Do those have our style of electrical connector (EV1) or do they require an adapter? I have been looking for a photo of them but haven't found them yet. Are they the new style "skinny" injector and possibly white in color? I "thought" the stock injectors for the late model Series 1 L67 injectors were about 36#? I am looking for something affordable around 39# for E85 use, even used ones, that is why I inquired about the part number. Thanks for the help.

Do you happen to know the brand and part number for the 36# injectors? Pushed to 50psi would be just shy of 39#, about what I need to run E85.

The stock LN3 injectors are only about 19# per hour and are not large enough for the L67. Even if the fuel pressure on the L67 is higher, I don't think you will have enough fuel for high power runs. I would think your fuel trim (BLM and INT) should indicate higher than the target of 128. Daniel can probably give better info as to what to expect for program changes in the ECM. I am running 30# injectors on my turbo application and the EPROM had to be adjusted to bring the fuel trims back in line with the target values. I did try my initial running of the engine with the stock injectors, and it did operate reasonably well at around town speeds, but when pushed a little harder, the engine would lay down due to lack of fuel. I learned some things the hard way.

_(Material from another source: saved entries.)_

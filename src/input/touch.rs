//! Touchpoint lifecycle tracking.
//!
//! Touch contacts are keyed by their device-local slot id. The sequence of events for a
//! slot has to match `down · motion* · (up | cancel)`; anything else is the device (or a
//! misbehaving client) talking nonsense and is dropped before it reaches the compositor.

use std::collections::HashMap;
use std::sync::Arc;

use crate::input::device::DeviceHandle;
use crate::utils::{Logical, Point};

/// A live touch contact
#[derive(Debug, Clone)]
struct TouchPoint {
    // keeps the device alive for the duration of the contact
    device: DeviceHandle,
    position: Point<f64, Logical>,
}

/// Tracks the active touchpoints of all devices
#[derive(Debug, Default)]
pub struct TouchTracker {
    points: HashMap<(usize, u32), TouchPoint>,
}

fn key(device: &DeviceHandle, slot: u32) -> (usize, u32) {
    (Arc::as_ptr(device) as usize, slot)
}

impl TouchTracker {
    /// Create an empty tracker
    pub fn new() -> Self {
        Default::default()
    }

    /// Record a new contact.
    ///
    /// Returns `false` if the slot is already active; the duplicate down must be dropped
    /// and the existing contact stays authoritative.
    pub fn down(&mut self, device: &DeviceHandle, slot: u32, position: Point<f64, Logical>) -> bool {
        let key = key(device, slot);
        if self.points.contains_key(&key) {
            return false;
        }
        self.points.insert(
            key,
            TouchPoint {
                device: device.clone(),
                position,
            },
        );
        true
    }

    /// Update the position of a contact.
    ///
    /// Returns `false` for a slot that never went down; such motion is dropped.
    pub fn motion(&mut self, device: &DeviceHandle, slot: u32, position: Point<f64, Logical>) -> bool {
        match self.points.get_mut(&key(device, slot)) {
            Some(point) => {
                point.position = position;
                true
            }
            None => false,
        }
    }

    /// End a contact.
    ///
    /// Returns `false` for a slot that never went down; such an up is dropped.
    pub fn up(&mut self, device: &DeviceHandle, slot: u32) -> bool {
        self.points.remove(&key(device, slot)).is_some()
    }

    /// Drop every contact of the given device
    pub fn cancel(&mut self, device: &DeviceHandle) {
        let device = Arc::as_ptr(device) as usize;
        self.points.retain(|(owner, _), _| *owner != device);
    }

    /// Last known position of a contact
    pub fn position(&self, device: &DeviceHandle, slot: u32) -> Option<Point<f64, Logical>> {
        self.points.get(&key(device, slot)).map(|point| point.position)
    }

    /// Number of contacts currently active across all devices
    pub fn active_count(&self) -> usize {
        self.points.len()
    }

    /// Forget all contacts of a removed device
    pub fn remove_device(&mut self, device: &DeviceHandle) {
        self.cancel(device);
    }
}

#[cfg(test)]
mod tests {
    use super::*;
    use crate::input::device::{DeviceCapabilities, InputDevice};

    fn touch_device() -> DeviceHandle {
        InputDevice::new_virtual(
            "test touch",
            DeviceCapabilities {
                touch: true,
                ..Default::default()
            },
        )
    }

    #[test]
    fn lifecycle() {
        let device = touch_device();
        let mut tracker = TouchTracker::new();

        assert!(tracker.down(&device, 0, (100.0, 100.0).into()));
        // duplicate down for an active slot is rejected, first contact stays
        assert!(!tracker.down(&device, 0, (50.0, 50.0).into()));
        assert_eq!(tracker.position(&device, 0), Some((100.0, 100.0).into()));

        assert!(tracker.motion(&device, 0, (110.0, 110.0).into()));
        assert_eq!(tracker.position(&device, 0), Some((110.0, 110.0).into()));

        // slot 1 never went down
        assert!(!tracker.motion(&device, 1, (0.0, 0.0).into()));

        assert!(tracker.up(&device, 0));
        assert!(!tracker.up(&device, 1));
        assert_eq!(tracker.active_count(), 0);
    }

    #[test]
    fn cancel_clears_only_this_device(){
        let first = touch_device();
        let second = touch_device();
        let mut tracker = TouchTracker::new();

        assert!(tracker.down(&first, 0, (1.0, 1.0).into()));
        assert!(tracker.down(&first, 1, (2.0, 2.0).into()));
        assert!(tracker.down(&second, 0, (3.0, 3.0).into()));

        tracker.cancel(&first);
        assert_eq!(tracker.active_count(), 1);
        assert!(!tracker.up(&first, 0));
        assert!(tracker.up(&second, 0));
    }

    #[test]
    fn down_after_up_is_a_new_contact() {
        let device = touch_device();
        let mut tracker = TouchTracker::new();

        assert!(tracker.down(&device, 3, (5.0, 5.0).into()));
        assert!(tracker.up(&device, 3));
        assert!(tracker.down(&device, 3, (6.0, 6.0).into()));
        assert_eq!(tracker.position(&device, 3), Some((6.0, 6.0).into()));
    }
}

I know the maximum reading of 170 gm/sec is a frequency of 10.4kHz output from the MAF. I have a chart somewhere but I can't seem to lay my hands on it right now. Many years ago I requested air flow readings from stock Reatta's and the few I received were in the 125-130 gm/sec maximum, although I believe Padgett reported a bit higher at around 140. I posted a little while ago about the '88 camshaft which is a little more robust than the '89-'90 and I believe Padgetts test car at the time was an '88. I did not record the years for the others that responded. Is it possible the MAF from the L67 is bad? I will PM the MAF chart if I can find it. Edit: An approximate horsepower figure is 1.32hp per gram/second. It works as a point of reference for modifications.

Thank you Kevin. Your explanation makes this clearer and I had not seen the reference to the IPC in the manual. Input is much appreciated.

X2 on dealing with Ryan @ Sinister Performance. As to the MAF, did you record what sort of airflow the L67 was indicatiing? I was surmising that the LN3 MAF sensor was not reading consistantly due to the passageway not being a smooth tube for the air flow. I have only tested the LN3 and L27 style MAF sensor on my flowbench, which is the style on the right of my poor photo, and the frequency vs airflow range is exactly the same as the LN3. Your 1995 L67 may be different due to the higher arflow potential of the S/C engine? Isn't that the 225hp version? I would be very appreciative if you could let me know what the maximum airflow indication is when you get everything operating. Your ECM should limit out @ 170 gm/sec, and that engine should be very close, or over that reading. Thanks

I understand about the communication link and that is why I asked. I know bits and pieces but am not savvy enough to know the total picture. I know the cover contains a jumper to provide a redundant link but it must be removed to connect the scanner? Frankly, I don't want to change, or disconnect anything to record data, and it would be a method of last resort, it it would work at all. Perhaps I haven't happened upon the right scan tool to record data (this will be the 4th different tool)? The Auto X-Ray does work, but has limited recording and it causes the instrument panel to sort of pulse when connected to record, which gives me reason to question if all of the recorded cells actually line up with each other? Thanks for the input. P.S. I believe there is hardware/software available to remove the EPROM, plug in there, and both record and operate the car from a laptop? This is really the method of last, last resort, plus more expensive.